◆ **Dataset entries**:
-------------------------
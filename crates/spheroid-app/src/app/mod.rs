//! Interactive application state shared by the terminal and headless runners.
//!
//! [`App`] owns the deformer, renderer, camera, and preset library. Input
//! arrives as [`Action`]s between frames and is translated into
//! [`ControlEvent`]s, so every frame sees a consistent deformer state.

mod actions;
mod core;

pub use self::core::{App, Flow};
//! Rotate, project, light, cull, sort, paint.

use spheroid_common::{Color, MeshError, Size};
use spheroid_config::SpheroidConfig;
use spheroid_deform::{Mesh, Point3, ShapeDeformer};
use tracing::{debug, warn};

use super::types::{FrameParams, FrameStats};
use crate::shading::Light;
use crate::surface::DrawSurface;
use crate::transform::{Projection, Rotation};
use crate::triangle::{average_z, face_normal, is_front_facing, sort_back_to_front, Triangle};

const DEFAULT_BACKGROUND: Color = Color::BLACK;
const DEFAULT_OUTLINE: Color = Color {
    r: 255,
    g: 255,
    b: 255,
    a: 25,
};

/// Software renderer for deformed sphere meshes.
///
/// Holds only configuration plus scratch buffers; every frame is computed
/// from the deformer's current state and the frame parameters.
pub struct Renderer {
    light: Light,
    background: Color,
    outline: Color,
    mesh: Mesh,
    triangles: Vec<Triangle>,
}

impl Renderer {
    pub fn new() -> Self {
        Self {
            light: Light::default(),
            background: DEFAULT_BACKGROUND,
            outline: DEFAULT_OUTLINE,
            mesh: Mesh::default(),
            triangles: Vec::new(),
        }
    }

    /// Create from application config.
    pub fn from_config(config: &SpheroidConfig) -> Self {
        let renderer = &config.renderer;
        Self {
            light: Light::from_direction(renderer.light_direction),
            background: parse_color("renderer.background", &renderer.background, DEFAULT_BACKGROUND),
            outline: parse_color("renderer.outline", &renderer.outline, DEFAULT_OUTLINE),
            ..Self::new()
        }
    }

    /// Replace the light direction. Takes effect on the next frame.
    pub fn set_light_direction(&mut self, x: f64, y: f64, z: f64) {
        self.light = Light::new(x, y, z);
        debug!(direction = ?self.light.direction(), "light direction set");
    }

    pub fn light(&self) -> &Light {
        &self.light
    }

    /// Triangles from the last frame, in paint order.
    pub fn triangles(&self) -> &[Triangle] {
        &self.triangles
    }

    /// Build the sorted, lit, culled triangle list for a surface of `size`.
    pub fn build_frame(
        &mut self,
        deformer: &ShapeDeformer,
        params: &FrameParams,
        size: Size,
    ) -> Result<FrameStats, MeshError> {
        deformer.generate_mesh_into(&mut self.mesh, params.theta_segments, params.phi_segments)?;

        let rotation = Rotation::from_angles(params.rotation_x, params.camera_angle);
        let projection = Projection::new(params.depth, size);
        let light = self.light;

        self.triangles.clear();
        let mut stats = FrameStats::default();

        for quad in self.mesh.quads() {
            let [p1, p2, p3, p4] = quad.map(|p| rotation.apply(p));
            let flat = quad_projection(&projection, [p1, p2, p3, p4]);

            for (corners, idx) in [([p1, p2, p3], [0, 1, 2]), ([p2, p4, p3], [1, 3, 2])] {
                stats.total += 1;
                let [a, b, c] = corners;
                let normal = face_normal(a, b, c);
                if !is_front_facing(normal) {
                    stats.culled += 1;
                    continue;
                }
                self.triangles.push(Triangle {
                    points: idx.map(|k| flat[k]),
                    color: light.shade(normal),
                    avg_z: average_z(a, b, c),
                });
            }
        }

        sort_back_to_front(&mut self.triangles);
        stats.drawn = self.triangles.len();
        Ok(stats)
    }

    /// Clear `surface` and paint one frame onto it.
    pub fn draw<S: DrawSurface + ?Sized>(
        &mut self,
        deformer: &ShapeDeformer,
        params: &FrameParams,
        surface: &mut S,
    ) -> Result<FrameStats, MeshError> {
        // Size is read per frame so a resized surface re-centers immediately.
        let size = surface.size();
        let stats = self.build_frame(deformer, params, size)?;

        surface.clear(self.background);
        for tri in &self.triangles {
            surface.fill_polygon(&tri.points, tri.color, self.outline);
        }
        Ok(stats)
    }
}

impl Default for Renderer {
    fn default() -> Self {
        Self::new()
    }
}

fn quad_projection(projection: &Projection, corners: [Point3; 4]) -> [[f64; 2]; 4] {
    corners.map(|p| projection.project(p))
}

fn parse_color(field: &str, value: &str, fallback: Color) -> Color {
    Color::parse(value).unwrap_or_else(|| {
        warn!("{field} = {value:?} is not a color, using {}", fallback.to_rgba_string());
        fallback
    })
}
-------------------------
◆ **WORK ORDER**:
Give back each entry above precisely as it was written.

◆ **RESPONSE TO THIS TASK**:
filename crates/spheroid-app/src/app/mod.rs
//! Interactive application state shared by the terminal and headless runners.
//!
//! [`App`] owns the deformer, renderer, camera, and preset library. Input
//! arrives as [`Action`]s between frames and is translated into
//! [`ControlEvent`]s, so every frame sees a consistent deformer state.

mod actions;
mod core;

pub use self::core::{App, Flow};
//! Rotate, project, light, cull, sort, paint.

use spheroid_common::{Color, MeshError, Size};
use spheroid_config::SpheroidConfig;
use spheroid_deform::{Mesh, Point3, ShapeDeformer};
use tracing::{debug, warn};

use super::types::{FrameParams, FrameStats};
use crate::shading::Light;
use crate::surface::DrawSurface;
use crate::transform::{Projection, Rotation};
use crate::triangle::{average_z, face_normal, is_front_facing, sort_back_to_front, Triangle};

const DEFAULT_BACKGROUND: Color = Color::BLACK;
const DEFAULT_OUTLINE: Color = Color {
    r: 255,
    g: 255,
    b: 255,
    a: 25,
};

/// Software renderer for deformed sphere meshes.
///
/// Holds only configuration plus scratch buffers; every frame is computed
/// from the deformer's current state and the frame parameters.
pub struct Renderer {
    light: Light,
    background: Color,
    outline: Color,
    mesh: Mesh,
    triangles: Vec<Triangle>,
}

impl Renderer {
    pub fn new() -> Self {
        Self {
            light: Light::default(),
            background: DEFAULT_BACKGROUND,
            outline: DEFAULT_OUTLINE,
            mesh: Mesh::default(),
            triangles: Vec::new(),
        }
    }

    /// Create from application config.
    pub fn from_config(config: &SpheroidConfig) -> Self {
        let renderer = &config.renderer;
        Self {
            light: Light::from_direction(renderer.light_direction),
            background: parse_color("renderer.background", &renderer.background, DEFAULT_BACKGROUND),
            outline: parse_color("renderer.outline", &renderer.outline, DEFAULT_OUTLINE),
            ..Self::new()
        }
    }

    /// Replace the light direction. Takes effect on the next frame.
    pub fn set_light_direction(&mut self, x: f64, y: f64, z: f64) {
        self.light = Light::new(x, y, z);
        debug!(direction = ?self.light.direction(), "light direction set");
    }

    pub fn light(&self) -> &Light {
        &self.light
    }

    /// Triangles from the last frame, in paint order.
    pub fn triangles(&self) -> &[Triangle] {
        &self.triangles
    }

    /// Build the sorted, lit, culled triangle list for a surface of `size`.
    pub fn build_frame(
        &mut self,
        deformer: &ShapeDeformer,
        params: &FrameParams,
        size: Size,
    ) -> Result<FrameStats, MeshError> {
        deformer.generate_mesh_into(&mut self.mesh, params.theta_segments, params.phi_segments)?;

        let rotation = Rotation::from_angles(params.rotation_x, params.camera_angle);
        let projection = Projection::new(params.depth, size);
        let light = self.light;

        self.triangles.clear();
        let mut stats = FrameStats::default();

        for quad in self.mesh.quads() {
            let [p1, p2, p3, p4] = quad.map(|p| rotation.apply(p));
            let flat = quad_projection(&projection, [p1, p2, p3, p4]);

            for (corners, idx) in [([p1, p2, p3], [0, 1, 2]), ([p2, p4, p3], [1, 3, 2])] {
                stats.total += 1;
                let [a, b, c] = corners;
                let normal = face_normal(a, b, c);
                if !is_front_facing(normal) {
                    stats.culled += 1;
                    continue;
                }
                self.triangles.push(Triangle {
                    points: idx.map(|k| flat[k]),
                    color: light.shade(normal),
                    avg_z: average_z(a, b, c),
                });
            }
        }

        sort_back_to_front(&mut self.triangles);
        stats.drawn = self.triangles.len();
        Ok(stats)
    }

    /// Clear `surface` and paint one frame onto it.
    pub fn draw<S: DrawSurface + ?Sized>(
        &mut self,
        deformer: &ShapeDeformer,
        params: &FrameParams,
        surface: &mut S,
    ) -> Result<FrameStats, MeshError> {
        // Size is read per frame so a resized surface re-centers immediately.
        let size = surface.size();
        let stats = self.build_frame(deformer, params, size)?;

        surface.clear(self.background);
        for tri in &self.triangles {
            surface.fill_polygon(&tri.points, tri.color, self.outline);
        }
        Ok(stats)
    }
}

impl Default for Renderer {
    fn default() -> Self {
        Self::new()
    }
}

fn quad_projection(projection: &Projection, corners: [Point3; 4]) -> [[f64; 2]; 4] {
    corners.map(|p| projection.project(p))
}

fn parse_color(field: &str, value: &str, fallback: Color) -> Color {
    Color::parse(value).unwrap_or_else(|| {
        warn!("{field} = {value:?} is not a color, using {}", fallback.to_rgba_string());
        fallback
    })
}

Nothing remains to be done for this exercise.